The finished oil products data also tended to the bearish side. The agency reported gasoline supplies surged 3.4 million bbl and distillate fuel supplies increased by 2.5 million bbl for the week, as demand for the two product categories fell by 323,000 barrels per day (bpd) and 137,000 bpd, respectively.
Overall, the EIA data showed total commercial petroleum stocks climbed 1.4 million bbl while total products supplied over the last four-week period fell 1.0% year-over-year to 19.6 million bpd.
NYMEX January WTI crude oil futures settled $1.16 lower at $49.77 bbl, near a one-week low of $49.72. February Brent crude futures on the IntercontinentalExchange settled 93 cents lower at $53.00 bbl.
In products trade, NYMEX January ULSD futures dipped 1.95 cents to $1.6184 gallon at settlement, while January RBOB futures tumbled 2.77 cents to $1.5081 gallon at the close of formal session trading.
In addition to the EIA data, doubts increased that the Organization of Petroleum Exporting Countries and Russia will cut output next month as indicated last week following reports Russian crude oil production flowed at 11.21 million bpd in November, the highest output rate in nearly 30 years, while Saudi Arabia and Kuwait plan to resume oil production from joint fields in a mutual neutral zone.
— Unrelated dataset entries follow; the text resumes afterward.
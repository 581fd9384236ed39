//! Warp wire protocol.
//!
//! - **Atom codec**: [`AtomHeader`], [`encode_atom`], [`decode_header`]
//! - **Messages**: [`Message`] with its [`InitMessage`], [`SegmentMessage`]
//!   and [`Throttle`] variants
//! - **Async reader**: [`AtomReader`] (requires `transport` feature)

mod atom;
mod message;
#[cfg(feature = "transport")]
mod reader;

pub use atom::*;
pub use message::*;
#[cfg(feature = "transport")]
pub use reader::AtomReader;
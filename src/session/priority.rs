//! Stream priority assignment.
//!
//! Init streams always outrank segment streams: playback cannot start
//! without them. Segment streams take their timestamp in milliseconds as
//! priority, so under congestion the freshest segment goes first and stale
//! ones starve. Timestamps are used verbatim, with no smoothing, even when a
//! source produces them out of order.

use std::time::Duration;

use crate::core::{INIT_PRIORITY, MAX_SEGMENT_PRIORITY};

/// Kind of outbound stream being prioritized.
#[derive(Debug, Clone, Copy, PartialEq, Eq)]
pub enum StreamPriority {
    /// Stream carrying a track's init blob.
    Init,
    /// Stream carrying a segment at the given timestamp.
    Segment(Duration),
}

impl StreamPriority {
    /// Transport priority value. Higher is serviced first.
    pub fn value(self) -> i32 {
        match self {
            Self::Init => INIT_PRIORITY,
            Self::Segment(timestamp) => i32::try_from(timestamp.as_millis())
                .unwrap_or(MAX_SEGMENT_PRIORITY)
                .min(MAX_SEGMENT_PRIORITY),
        }
    }
}

/// Timestamp in whole milliseconds, as carried in segment headers.
pub fn timestamp_millis(timestamp: Duration) -> u64 {
    u64::try_from(timestamp.as_millis()).unwrap_or(u64::MAX)
}

#[cfg(test)]
mod tests {
    use super::*;

    #[test]
    fn test_init_is_max() {
        assert_eq!(StreamPriority::Init.value(), i32::MAX);
    }

    #[test]
    fn test_segment_is_timestamp() {
        assert_eq!(
            StreamPriority::Segment(Duration::from_millis(100)).value(),
            100
        );
        assert_eq!(
            StreamPriority::Segment(Duration::from_micros(50_999)).value(),
            50
        );
        assert_eq!(StreamPriority::Segment(Duration::ZERO).value(), 0);
    }

    #[test]
    fn test_init_outranks_every_segment() {
        for ms in [0, 1, 1 << 20, (1 << 30) - 1, i32::MAX as u64, u64::MAX / 2] {
            let segment = StreamPriority::Segment(Duration::from_millis(ms)).value();
            assert!(StreamPriority::Init.value() > segment, "ms = {ms}");
        }
    }

    #[test]
    fn test_order_is_not_smoothed() {
        let priorities: Vec<i32> = [100, 50, 200]
            .into_iter()
            .map(|ms| StreamPriority::Segment(Duration::from_millis(ms)).value())
            .collect();
        assert_eq!(priorities, [100, 50, 200]);
    }

    #[test]
    fn test_timestamp_millis() {
        assert_eq!(timestamp_millis(Duration::from_secs(4)), 4000);
    }
}
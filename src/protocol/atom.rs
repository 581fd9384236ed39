//! Atom encoding and decoding.
//!
//! Every Warp message travels inside an atom:
//!
//! Wire format (8-byte header + payload):
//! ```text
//! +--------------------+------------------+---------------------+
//! | Size               | Tag              | Payload             |
//! | 4 bytes (BE32)     | 4 bytes ASCII    | size - 8 bytes      |
//! +--------------------+------------------+---------------------+
//! ```
//!
//! `size` counts the header. Inbound atoms are accepted only when
//! `8 <= size <= 42069` and the tag is `warp`.

use bytes::{BufMut, Bytes, BytesMut};

use crate::core::{ATOM_HEADER_SIZE, AtomError, MAX_ATOM_SIZE, MIN_ATOM_SIZE, WARP_TAG};

/// Parsed atom header.
#[derive(Debug, Clone, Copy, PartialEq, Eq)]
pub struct AtomHeader {
    /// Total atom size, header included.
    pub size: u32,
    /// Four-byte type tag.
    pub tag: [u8; 4],
}

impl AtomHeader {
    /// Create the header for an atom carrying `payload_len` bytes.
    pub fn new(tag: [u8; 4], payload_len: usize) -> Result<Self, AtomError> {
        let size = payload_len
            .checked_add(ATOM_HEADER_SIZE)
            .and_then(|size| u32::try_from(size).ok())
            .ok_or(AtomError::PayloadTooLarge(payload_len))?;

        Ok(Self { size, tag })
    }

    /// Create a `warp` header for `payload_len` bytes.
    pub fn warp(payload_len: usize) -> Result<Self, AtomError> {
        Self::new(WARP_TAG, payload_len)
    }

    /// Serialize header to bytes (8 bytes).
    pub fn to_bytes(&self) -> [u8; ATOM_HEADER_SIZE] {
        let mut buf = [0u8; ATOM_HEADER_SIZE];
        buf[0..4].copy_from_slice(&self.size.to_be_bytes());
        buf[4..8].copy_from_slice(&self.tag);
        buf
    }

    /// Parse header from bytes without validating it.
    pub fn from_bytes(bytes: &[u8; ATOM_HEADER_SIZE]) -> Self {
        let size = u32::from_be_bytes([bytes[0], bytes[1], bytes[2], bytes[3]]);
        let tag = [bytes[4], bytes[5], bytes[6], bytes[7]];
        Self { size, tag }
    }

    /// Check size bounds and tag.
    pub fn validate(&self) -> Result<(), AtomError> {
        if self.size < MIN_ATOM_SIZE {
            return Err(AtomError::TooSmall(self.size));
        }
        if self.size > MAX_ATOM_SIZE {
            return Err(AtomError::TooLarge(self.size));
        }
        if self.tag != WARP_TAG {
            return Err(AtomError::UnsupportedType(self.tag));
        }
        Ok(())
    }

    /// Length of the payload following the header.
    pub fn payload_len(&self) -> usize {
        (self.size as usize).saturating_sub(ATOM_HEADER_SIZE)
    }
}

/// Encode a complete atom: size, tag, then payload.
pub fn encode_atom(tag: [u8; 4], payload: &[u8]) -> Result<Bytes, AtomError> {
    let header = AtomHeader::new(tag, payload.len())?;

    let mut buf = BytesMut::with_capacity(ATOM_HEADER_SIZE + payload.len());
    buf.put_u32(header.size);
    buf.put_slice(&header.tag);
    buf.put_slice(payload);
    Ok(buf.freeze())
}

/// Decode an atom header into `(size, tag)`. Inverse of [`encode_atom`]'s header.
pub fn decode_header(bytes: &[u8; ATOM_HEADER_SIZE]) -> (u32, [u8; 4]) {
    let header = AtomHeader::from_bytes(bytes);
    (header.size, header.tag)
}

/// Decode and validate an inbound atom header.
pub fn parse_header(bytes: &[u8; ATOM_HEADER_SIZE]) -> Result<AtomHeader, AtomError> {
    let header = AtomHeader::from_bytes(bytes);
    header.validate()?;
    Ok(header)
}
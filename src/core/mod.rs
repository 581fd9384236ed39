//! Core constants and error types for Warp.

pub mod constants;
mod error;

pub use constants::*;
pub use error::*;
OPEC on Nov. 30 agreed to cut its output by 1.2 million bpd to 32.5 million bpd starting on Jan. 1, with non-OPEC producers also trimming a combined 600,000 bpd. However, EIA's Short-term Energy Outlook report on Tuesday projected the cartel's output would increase by 670,000 bpd year-over-year to 33.2 million bpd in 2017, up from 32.53 million bpd and 700,000 bpd above the limit OPEC set for itself in Vienna a week ago.